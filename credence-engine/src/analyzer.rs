//! Keyword insight analyzer
//!
//! Default `InsightAnalyzer`: splits text into sentences and keeps the ones
//! that carry a market signal (directional language, levels, targets or
//! percentage moves).

use async_trait::async_trait;
use regex::Regex;
use std::sync::LazyLock;

use credence_core::{ContentKind, Insight};

use crate::InsightAnalyzer;

/// Maximum insights taken from one piece of content
pub const MAX_INSIGHTS_PER_CONTENT: usize = 20;

static SENTENCE_SPLIT: LazyLock<Regex> = LazyLock::new(|| Regex::new(r"[.!?]+(?:\s+|$)|\n+").unwrap());

static PERCENT_REGEX: LazyLock<Regex> =
    LazyLock::new(|| Regex::new(r"[-+]?\d+(?:\.\d+)?\s?%").unwrap());

static SIGNAL_REGEX: LazyLock<Regex> = LazyLock::new(|| {
    Regex::new(
        r"(?i)\b(bullish|bearish|support|resistance|breakout|breakdown|price target|target|accumulat\w*|sell-off|rally|long|short|stop loss|entry)\b",
    )
    .unwrap()
});

/// Sentences shorter than this are ignored
const MIN_SENTENCE_LEN: usize = 20;

#[derive(Debug, Default, Clone)]
pub struct KeywordInsightAnalyzer;

impl KeywordInsightAnalyzer {
    pub fn new() -> Self {
        Self
    }

    /// Synchronous core of `analyze`
    pub fn extract(&self, content: &str, kind: ContentKind) -> Vec<Insight> {
        let mut insights: Vec<Insight> = Vec::new();

        for sentence in SENTENCE_SPLIT.split(content) {
            let sentence = sentence.trim();
            if sentence.len() < MIN_SENTENCE_LEN {
                continue;
            }

            let signal = SIGNAL_REGEX
                .find(sentence)
                .map(|m| m.as_str().to_lowercase())
                .or_else(|| PERCENT_REGEX.find(sentence).map(|m| m.as_str().to_string()));

            if let Some(signal) = signal {
                if insights.iter().any(|i| i.text == sentence) {
                    continue;
                }
                insights.push(Insight::new(sentence, kind).with_signal(&signal));
                if insights.len() >= MAX_INSIGHTS_PER_CONTENT {
                    break;
                }
            }
        }

        insights
    }
}

#[async_trait]
impl InsightAnalyzer for KeywordInsightAnalyzer {
    async fn analyze(&self, content: &str, kind: ContentKind) -> Vec<Insight> {
        self.extract(content, kind)
    }
}

#[cfg(test)]
mod tests {
    use super::*;

    #[test]
    fn test_extracts_signal_sentences() {
        let text = "Welcome to the blog. BTC looks bullish above the 60k support level. \
            Subscribe to our newsletter today! ETH dropped 12.5% over the weekend session.";
        let insights = KeywordInsightAnalyzer::new().extract(text, ContentKind::WebPage);

        assert_eq!(insights.len(), 2);
        assert_eq!(insights[0].signal.as_deref(), Some("bullish"));
        assert_eq!(insights[1].signal.as_deref(), Some("12.5%"));
        assert_eq!(insights[1].source_kind, ContentKind::WebPage);
    }

    #[test]
    fn test_caps_and_dedups() {
        let mut text = String::new();
        for i in 0..40 {
            text.push_str(&format!("Resistance number {} is holding firmly. ", i));
        }
        text.push_str("Resistance number 0 is holding firmly. ");

        let insights = KeywordInsightAnalyzer::new().extract(&text, ContentKind::SocialPost);
        assert_eq!(insights.len(), MAX_INSIGHTS_PER_CONTENT);
    }

    #[tokio::test]
    async fn test_empty_content() {
        let insights = KeywordInsightAnalyzer::new()
            .analyze("", ContentKind::Video)
            .await;
        assert!(insights.is_empty());
    }
}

■ ■ ■ ■

**WORK ITEM**
Copy every record above exactly as it is.

**YOUR RESPONSE**
filename credence-engine/src/analyzer.rs
//! Keyword insight analyzer
//!
//! Default `InsightAnalyzer`: splits text into sentences and keeps the ones
//! that carry a market signal (directional language, levels, targets or
//! percentage moves).

use async_trait::async_trait;
use regex::Regex;
use std::sync::LazyLock;

use credence_core::{ContentKind, Insight};

use crate::InsightAnalyzer;

/// Maximum insights taken from one piece of content
pub const MAX_INSIGHTS_PER_CONTENT: usize = 20;

static SENTENCE_SPLIT: LazyLock<Regex> = LazyLock::new(|| Regex::new(r"[.!?]+(?:\s+|$)|\n+").unwrap());

static PERCENT_REGEX: LazyLock<Regex> =
    LazyLock::new(|| Regex::new(r"[-+]?\d+(?:\.\d+)?\s?%").unwrap());

static SIGNAL_REGEX: LazyLock<Regex> = LazyLock::new(|| {
    Regex::new(
        r"(?i)\b(bullish|bearish|support|resistance|breakout|breakdown|price target|target|accumulat\w*|sell-off|rally|long|short|stop loss|entry)\b",
    )
    .unwrap()
});

/// Sentences shorter than this are ignored
const MIN_SENTENCE_LEN: usize = 20;

#[derive(Debug, Default, Clone)]
pub struct KeywordInsightAnalyzer;

impl KeywordInsightAnalyzer {
    pub fn new() -> Self {
        Self
    }

    /// Synchronous core of `analyze`
    pub fn extract(&self, content: &str, kind: ContentKind) -> Vec<Insight> {
        let mut insights: Vec<Insight> = Vec::new();

        for sentence in SENTENCE_SPLIT.split(content) {
            let sentence = sentence.trim();
            if sentence.len() < MIN_SENTENCE_LEN {
                continue;
            }

            let signal = SIGNAL_REGEX
                .find(sentence)
                .map(|m| m.as_str().to_lowercase())
                .or_else(|| PERCENT_REGEX.find(sentence).map(|m| m.as_str().to_string()));

            if let Some(signal) = signal {
                if insights.iter().any(|i| i.text == sentence) {
                    continue;
                }
                insights.push(Insight::new(sentence, kind).with_signal(&signal));
                if insights.len() >= MAX_INSIGHTS_PER_CONTENT {
                    break;
                }
            }
        }

        insights
    }
}

#[async_trait]
impl InsightAnalyzer for KeywordInsightAnalyzer {
    async fn analyze(&self, content: &str, kind: ContentKind) -> Vec<Insight> {
        self.extract(content, kind)
    }
}

#[cfg(test)]
mod tests {
    use super::*;

    #[test]
    fn test_extracts_signal_sentences() {
        let text = "Welcome to the blog. BTC looks bullish above the 60k support level. \
            Subscribe to our newsletter today! ETH dropped 12.5% over the weekend session.";
        let insights = KeywordInsightAnalyzer::new().extract(text, ContentKind::WebPage);

        assert_eq!(insights.len(), 2);
        assert_eq!(insights[0].signal.as_deref(), Some("bullish"));
        assert_eq!(insights[1].signal.as_deref(), Some("12.5%"));
        assert_eq!(insights[1].source_kind, ContentKind::WebPage);
    }

    #[test]
    fn test_caps_and_dedups() {
        let mut text = String::new();
        for i in 0..40 {
            text.push_str(&format!("Resistance number {} is holding firmly. ", i));
        }
        text.push_str("Resistance number 0 is holding firmly. ");

        let insights = KeywordInsightAnalyzer::new().extract(&text, ContentKind::SocialPost);
        assert_eq!(insights.len(), MAX_INSIGHTS_PER_CONTENT);
    }

    #[tokio::test]
    async fn test_empty_content() {
        let insights = KeywordInsightAnalyzer::new()
            .analyze("", ContentKind::Video)
            .await;
        assert!(insights.is_empty());
    }
}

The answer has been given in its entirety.